[Saved entries]
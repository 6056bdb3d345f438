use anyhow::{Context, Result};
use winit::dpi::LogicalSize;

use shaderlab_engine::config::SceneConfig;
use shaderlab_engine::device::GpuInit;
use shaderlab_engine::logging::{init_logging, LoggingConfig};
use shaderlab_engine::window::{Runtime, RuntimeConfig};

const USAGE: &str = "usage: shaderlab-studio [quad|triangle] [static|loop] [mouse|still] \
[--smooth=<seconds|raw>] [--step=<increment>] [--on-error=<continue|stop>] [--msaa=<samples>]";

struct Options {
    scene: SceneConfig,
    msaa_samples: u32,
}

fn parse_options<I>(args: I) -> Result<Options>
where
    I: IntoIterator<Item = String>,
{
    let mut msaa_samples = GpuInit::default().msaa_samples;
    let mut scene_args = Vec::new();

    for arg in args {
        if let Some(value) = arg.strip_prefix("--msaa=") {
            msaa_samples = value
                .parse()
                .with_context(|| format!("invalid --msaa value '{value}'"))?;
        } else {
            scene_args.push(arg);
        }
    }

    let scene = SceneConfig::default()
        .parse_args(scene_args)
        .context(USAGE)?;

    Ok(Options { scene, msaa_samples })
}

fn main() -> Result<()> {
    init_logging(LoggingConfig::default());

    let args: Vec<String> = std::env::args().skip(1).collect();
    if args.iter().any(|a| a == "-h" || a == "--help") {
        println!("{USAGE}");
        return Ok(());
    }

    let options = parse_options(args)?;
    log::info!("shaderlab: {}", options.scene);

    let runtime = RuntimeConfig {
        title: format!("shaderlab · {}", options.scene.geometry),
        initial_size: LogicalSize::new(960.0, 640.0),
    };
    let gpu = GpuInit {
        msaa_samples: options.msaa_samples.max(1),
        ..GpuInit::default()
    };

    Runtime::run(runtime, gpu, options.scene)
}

-- REQUIREMENT --
Could you copy every record above exactly as written?

-- EXERCISE SOLUTION --
repository 6056bdb3d345f438
use anyhow::{Context, Result};
use winit::dpi::LogicalSize;

use shaderlab_engine::config::SceneConfig;
use shaderlab_engine::device::GpuInit;
use shaderlab_engine::logging::{init_logging, LoggingConfig};
use shaderlab_engine::window::{Runtime, RuntimeConfig};

const USAGE: &str = "usage: shaderlab-studio [quad|triangle] [static|loop] [mouse|still] \
[--smooth=<seconds|raw>] [--step=<increment>] [--on-error=<continue|stop>] [--msaa=<samples>]";

struct Options {
    scene: SceneConfig,
    msaa_samples: u32,
}

fn parse_options<I>(args: I) -> Result<Options>
where
    I: IntoIterator<Item = String>,
{
    let mut msaa_samples = GpuInit::default().msaa_samples;
    let mut scene_args = Vec::new();

    for arg in args {
        if let Some(value) = arg.strip_prefix("--msaa=") {
            msaa_samples = value
                .parse()
                .with_context(|| format!("invalid --msaa value '{value}'"))?;
        } else {
            scene_args.push(arg);
        }
    }

    let scene = SceneConfig::default()
        .parse_args(scene_args)
        .context(USAGE)?;

    Ok(Options { scene, msaa_samples })
}

fn main() -> Result<()> {
    init_logging(LoggingConfig::default());

    let args: Vec<String> = std::env::args().skip(1).collect();
    if args.iter().any(|a| a == "-h" || a == "--help") {
        println!("{USAGE}");
        return Ok(());
    }

    let options = parse_options(args)?;
    log::info!("shaderlab: {}", options.scene);

    let runtime = RuntimeConfig {
        title: format!("shaderlab · {}", options.scene.geometry),
        initial_size: LogicalSize::new(960.0, 640.0),
    };
    let gpu = GpuInit {
        msaa_samples: options.msaa_samples.max(1),
        ..GpuInit::default()
    };

    Runtime::run(runtime, gpu, options.scene)
}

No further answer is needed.